**How to complete this task**:
Please repeat every line below exactly, from the first to the last.

(Collected data)

******

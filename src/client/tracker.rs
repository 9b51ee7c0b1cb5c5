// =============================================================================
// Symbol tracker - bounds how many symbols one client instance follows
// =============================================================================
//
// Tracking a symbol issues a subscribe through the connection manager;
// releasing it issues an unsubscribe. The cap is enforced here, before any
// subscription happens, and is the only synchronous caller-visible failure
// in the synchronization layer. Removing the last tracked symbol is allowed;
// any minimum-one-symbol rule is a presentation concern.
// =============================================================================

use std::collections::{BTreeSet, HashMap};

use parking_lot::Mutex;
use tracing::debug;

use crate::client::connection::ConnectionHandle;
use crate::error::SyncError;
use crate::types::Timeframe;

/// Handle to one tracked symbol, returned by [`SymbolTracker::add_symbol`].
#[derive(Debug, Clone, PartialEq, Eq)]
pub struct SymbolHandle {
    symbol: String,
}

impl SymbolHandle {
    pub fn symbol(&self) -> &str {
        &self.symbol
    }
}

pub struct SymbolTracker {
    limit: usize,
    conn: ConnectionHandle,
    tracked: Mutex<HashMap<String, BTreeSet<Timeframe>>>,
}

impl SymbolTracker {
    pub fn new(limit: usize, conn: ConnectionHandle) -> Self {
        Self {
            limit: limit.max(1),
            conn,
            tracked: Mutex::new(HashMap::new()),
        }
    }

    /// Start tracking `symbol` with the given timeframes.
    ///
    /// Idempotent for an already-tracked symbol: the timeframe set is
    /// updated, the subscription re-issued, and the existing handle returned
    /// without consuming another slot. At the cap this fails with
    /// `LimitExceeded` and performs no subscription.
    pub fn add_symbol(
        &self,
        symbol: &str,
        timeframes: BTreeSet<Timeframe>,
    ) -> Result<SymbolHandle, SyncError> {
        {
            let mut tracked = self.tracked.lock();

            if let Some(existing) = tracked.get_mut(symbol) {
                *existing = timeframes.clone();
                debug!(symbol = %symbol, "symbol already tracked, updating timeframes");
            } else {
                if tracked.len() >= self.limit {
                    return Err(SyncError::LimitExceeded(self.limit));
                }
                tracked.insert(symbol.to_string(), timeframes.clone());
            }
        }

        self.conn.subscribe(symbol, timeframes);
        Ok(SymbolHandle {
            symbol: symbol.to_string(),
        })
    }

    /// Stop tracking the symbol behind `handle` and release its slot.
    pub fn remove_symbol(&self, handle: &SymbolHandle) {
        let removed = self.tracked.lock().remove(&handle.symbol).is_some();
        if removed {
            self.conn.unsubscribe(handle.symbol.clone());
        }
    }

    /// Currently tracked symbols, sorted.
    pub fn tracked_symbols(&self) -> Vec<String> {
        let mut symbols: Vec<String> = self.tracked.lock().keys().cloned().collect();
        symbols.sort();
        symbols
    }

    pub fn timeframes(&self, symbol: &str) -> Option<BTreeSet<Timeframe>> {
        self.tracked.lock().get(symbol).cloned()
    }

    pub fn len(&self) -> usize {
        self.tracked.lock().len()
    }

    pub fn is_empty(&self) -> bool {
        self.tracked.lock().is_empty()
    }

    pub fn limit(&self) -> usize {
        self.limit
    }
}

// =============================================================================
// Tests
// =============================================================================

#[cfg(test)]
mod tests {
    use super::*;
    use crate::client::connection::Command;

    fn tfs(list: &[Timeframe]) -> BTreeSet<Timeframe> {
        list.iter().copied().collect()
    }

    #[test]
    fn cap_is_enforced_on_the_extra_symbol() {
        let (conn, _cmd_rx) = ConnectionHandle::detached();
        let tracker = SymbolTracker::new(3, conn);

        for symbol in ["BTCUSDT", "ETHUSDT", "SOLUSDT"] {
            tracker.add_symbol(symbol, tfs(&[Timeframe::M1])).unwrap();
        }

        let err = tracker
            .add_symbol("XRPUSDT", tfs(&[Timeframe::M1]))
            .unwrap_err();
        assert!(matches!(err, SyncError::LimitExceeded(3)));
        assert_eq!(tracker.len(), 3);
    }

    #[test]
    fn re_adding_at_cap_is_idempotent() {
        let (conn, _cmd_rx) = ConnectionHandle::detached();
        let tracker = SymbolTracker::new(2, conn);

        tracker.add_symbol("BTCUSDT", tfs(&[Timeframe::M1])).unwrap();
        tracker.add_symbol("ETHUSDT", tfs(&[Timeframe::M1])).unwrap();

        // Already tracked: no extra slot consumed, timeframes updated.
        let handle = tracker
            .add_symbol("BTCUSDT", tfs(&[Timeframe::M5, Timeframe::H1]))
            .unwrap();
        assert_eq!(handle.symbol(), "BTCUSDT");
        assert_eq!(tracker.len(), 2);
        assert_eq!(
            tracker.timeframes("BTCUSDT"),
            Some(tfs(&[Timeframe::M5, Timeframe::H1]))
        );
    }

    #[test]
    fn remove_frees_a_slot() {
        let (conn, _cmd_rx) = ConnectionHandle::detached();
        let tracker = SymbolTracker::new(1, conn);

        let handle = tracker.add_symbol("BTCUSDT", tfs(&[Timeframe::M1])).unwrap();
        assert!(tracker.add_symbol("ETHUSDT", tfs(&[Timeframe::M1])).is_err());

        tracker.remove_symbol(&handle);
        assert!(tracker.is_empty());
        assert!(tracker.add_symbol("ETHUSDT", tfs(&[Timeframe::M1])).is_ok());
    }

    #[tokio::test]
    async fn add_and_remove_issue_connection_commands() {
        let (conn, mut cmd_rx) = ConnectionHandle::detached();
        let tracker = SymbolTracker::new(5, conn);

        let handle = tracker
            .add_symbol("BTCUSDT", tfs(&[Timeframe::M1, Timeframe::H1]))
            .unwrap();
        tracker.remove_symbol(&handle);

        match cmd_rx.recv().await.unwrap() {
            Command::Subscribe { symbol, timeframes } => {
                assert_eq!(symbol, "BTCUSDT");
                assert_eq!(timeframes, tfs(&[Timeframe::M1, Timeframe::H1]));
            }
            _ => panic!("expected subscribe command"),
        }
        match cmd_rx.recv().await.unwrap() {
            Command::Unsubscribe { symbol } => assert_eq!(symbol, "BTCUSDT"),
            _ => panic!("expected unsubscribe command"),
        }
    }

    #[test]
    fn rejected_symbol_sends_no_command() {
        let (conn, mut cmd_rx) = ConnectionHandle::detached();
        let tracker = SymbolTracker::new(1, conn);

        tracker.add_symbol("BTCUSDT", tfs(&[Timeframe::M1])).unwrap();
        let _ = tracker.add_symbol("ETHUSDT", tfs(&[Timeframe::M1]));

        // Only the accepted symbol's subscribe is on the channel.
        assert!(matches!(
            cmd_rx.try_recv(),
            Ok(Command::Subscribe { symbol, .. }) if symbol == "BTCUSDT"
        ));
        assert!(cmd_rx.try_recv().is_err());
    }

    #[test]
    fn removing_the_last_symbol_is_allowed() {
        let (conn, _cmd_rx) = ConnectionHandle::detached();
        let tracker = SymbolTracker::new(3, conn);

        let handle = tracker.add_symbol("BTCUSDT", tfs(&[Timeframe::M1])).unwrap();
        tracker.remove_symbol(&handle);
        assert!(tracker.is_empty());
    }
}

******

**Solution to this exercise**:
filename src/client/tracker.rs
repository 9b51ee7c0b1cb5c5
// =============================================================================
// Symbol tracker - bounds how many symbols one client instance follows
// =============================================================================
//
// Tracking a symbol issues a subscribe through the connection manager;
// releasing it issues an unsubscribe. The cap is enforced here, before any
// subscription happens, and is the only synchronous caller-visible failure
// in the synchronization layer. Removing the last tracked symbol is allowed;
// any minimum-one-symbol rule is a presentation concern.
// =============================================================================

use std::collections::{BTreeSet, HashMap};

use parking_lot::Mutex;
use tracing::debug;

use crate::client::connection::ConnectionHandle;
use crate::error::SyncError;
use crate::types::Timeframe;

/// Handle to one tracked symbol, returned by [`SymbolTracker::add_symbol`].
#[derive(Debug, Clone, PartialEq, Eq)]
pub struct SymbolHandle {
    symbol: String,
}

impl SymbolHandle {
    pub fn symbol(&self) -> &str {
        &self.symbol
    }
}

pub struct SymbolTracker {
    limit: usize,
    conn: ConnectionHandle,
    tracked: Mutex<HashMap<String, BTreeSet<Timeframe>>>,
}

impl SymbolTracker {
    pub fn new(limit: usize, conn: ConnectionHandle) -> Self {
        Self {
            limit: limit.max(1),
            conn,
            tracked: Mutex::new(HashMap::new()),
        }
    }

    /// Start tracking `symbol` with the given timeframes.
    ///
    /// Idempotent for an already-tracked symbol: the timeframe set is
    /// updated, the subscription re-issued, and the existing handle returned
    /// without consuming another slot. At the cap this fails with
    /// `LimitExceeded` and performs no subscription.
    pub fn add_symbol(
        &self,
        symbol: &str,
        timeframes: BTreeSet<Timeframe>,
    ) -> Result<SymbolHandle, SyncError> {
        {
            let mut tracked = self.tracked.lock();

            if let Some(existing) = tracked.get_mut(symbol) {
                *existing = timeframes.clone();
                debug!(symbol = %symbol, "symbol already tracked, updating timeframes");
            } else {
                if tracked.len() >= self.limit {
                    return Err(SyncError::LimitExceeded(self.limit));
                }
                tracked.insert(symbol.to_string(), timeframes.clone());
            }
        }

        self.conn.subscribe(symbol, timeframes);
        Ok(SymbolHandle {
            symbol: symbol.to_string(),
        })
    }

    /// Stop tracking the symbol behind `handle` and release its slot.
    pub fn remove_symbol(&self, handle: &SymbolHandle) {
        let removed = self.tracked.lock().remove(&handle.symbol).is_some();
        if removed {
            self.conn.unsubscribe(handle.symbol.clone());
        }
    }

    /// Currently tracked symbols, sorted.
    pub fn tracked_symbols(&self) -> Vec<String> {
        let mut symbols: Vec<String> = self.tracked.lock().keys().cloned().collect();
        symbols.sort();
        symbols
    }

    pub fn timeframes(&self, symbol: &str) -> Option<BTreeSet<Timeframe>> {
        self.tracked.lock().get(symbol).cloned()
    }

    pub fn len(&self) -> usize {
        self.tracked.lock().len()
    }

    pub fn is_empty(&self) -> bool {
        self.tracked.lock().is_empty()
    }

    pub fn limit(&self) -> usize {
        self.limit
    }
}

// =============================================================================
// Tests
// =============================================================================

#[cfg(test)]
mod tests {
    use super::*;
    use crate::client::connection::Command;

    fn tfs(list: &[Timeframe]) -> BTreeSet<Timeframe> {
        list.iter().copied().collect()
    }

    #[test]
    fn cap_is_enforced_on_the_extra_symbol() {
        let (conn, _cmd_rx) = ConnectionHandle::detached();
        let tracker = SymbolTracker::new(3, conn);

        for symbol in ["BTCUSDT", "ETHUSDT", "SOLUSDT"] {
            tracker.add_symbol(symbol, tfs(&[Timeframe::M1])).unwrap();
        }

        let err = tracker
            .add_symbol("XRPUSDT", tfs(&[Timeframe::M1]))
            .unwrap_err();
        assert!(matches!(err, SyncError::LimitExceeded(3)));
        assert_eq!(tracker.len(), 3);
    }

    #[test]
    fn re_adding_at_cap_is_idempotent() {
        let (conn, _cmd_rx) = ConnectionHandle::detached();
        let tracker = SymbolTracker::new(2, conn);

        tracker.add_symbol("BTCUSDT", tfs(&[Timeframe::M1])).unwrap();
        tracker.add_symbol("ETHUSDT", tfs(&[Timeframe::M1])).unwrap();

        // Already tracked: no extra slot consumed, timeframes updated.
        let handle = tracker
            .add_symbol("BTCUSDT", tfs(&[Timeframe::M5, Timeframe::H1]))
            .unwrap();
        assert_eq!(handle.symbol(), "BTCUSDT");
        assert_eq!(tracker.len(), 2);
        assert_eq!(
            tracker.timeframes("BTCUSDT"),
            Some(tfs(&[Timeframe::M5, Timeframe::H1]))
        );
    }

    #[test]
    fn remove_frees_a_slot() {
        let (conn, _cmd_rx) = ConnectionHandle::detached();
        let tracker = SymbolTracker::new(1, conn);

        let handle = tracker.add_symbol("BTCUSDT", tfs(&[Timeframe::M1])).unwrap();
        assert!(tracker.add_symbol("ETHUSDT", tfs(&[Timeframe::M1])).is_err());

        tracker.remove_symbol(&handle);
        assert!(tracker.is_empty());
        assert!(tracker.add_symbol("ETHUSDT", tfs(&[Timeframe::M1])).is_ok());
    }

    #[tokio::test]
    async fn add_and_remove_issue_connection_commands() {
        let (conn, mut cmd_rx) = ConnectionHandle::detached();
        let tracker = SymbolTracker::new(5, conn);

        let handle = tracker
            .add_symbol("BTCUSDT", tfs(&[Timeframe::M1, Timeframe::H1]))
            .unwrap();
        tracker.remove_symbol(&handle);

        match cmd_rx.recv().await.unwrap() {
            Command::Subscribe { symbol, timeframes } => {
                assert_eq!(symbol, "BTCUSDT");
                assert_eq!(timeframes, tfs(&[Timeframe::M1, Timeframe::H1]));
            }
            _ => panic!("expected subscribe command"),
        }
        match cmd_rx.recv().await.unwrap() {
            Command::Unsubscribe { symbol } => assert_eq!(symbol, "BTCUSDT"),
            _ => panic!("expected unsubscribe command"),
        }
    }

    #[test]
    fn rejected_symbol_sends_no_command() {
        let (conn, mut cmd_rx) = ConnectionHandle::detached();
        let tracker = SymbolTracker::new(1, conn);

        tracker.add_symbol("BTCUSDT", tfs(&[Timeframe::M1])).unwrap();
        let _ = tracker.add_symbol("ETHUSDT", tfs(&[Timeframe::M1]));

        // Only the accepted symbol's subscribe is on the channel.
        assert!(matches!(
            cmd_rx.try_recv(),
            Ok(Command::Subscribe { symbol, .. }) if symbol == "BTCUSDT"
        ));
        assert!(cmd_rx.try_recv().is_err());
    }

    #[test]
    fn removing_the_last_symbol_is_allowed() {
        let (conn, _cmd_rx) = ConnectionHandle::detached();
        let tracker = SymbolTracker::new(3, conn);

        let handle = tracker.add_symbol("BTCUSDT", tfs(&[Timeframe::M1])).unwrap();
        tracker.remove_symbol(&handle);
        assert!(tracker.is_empty());
    }
}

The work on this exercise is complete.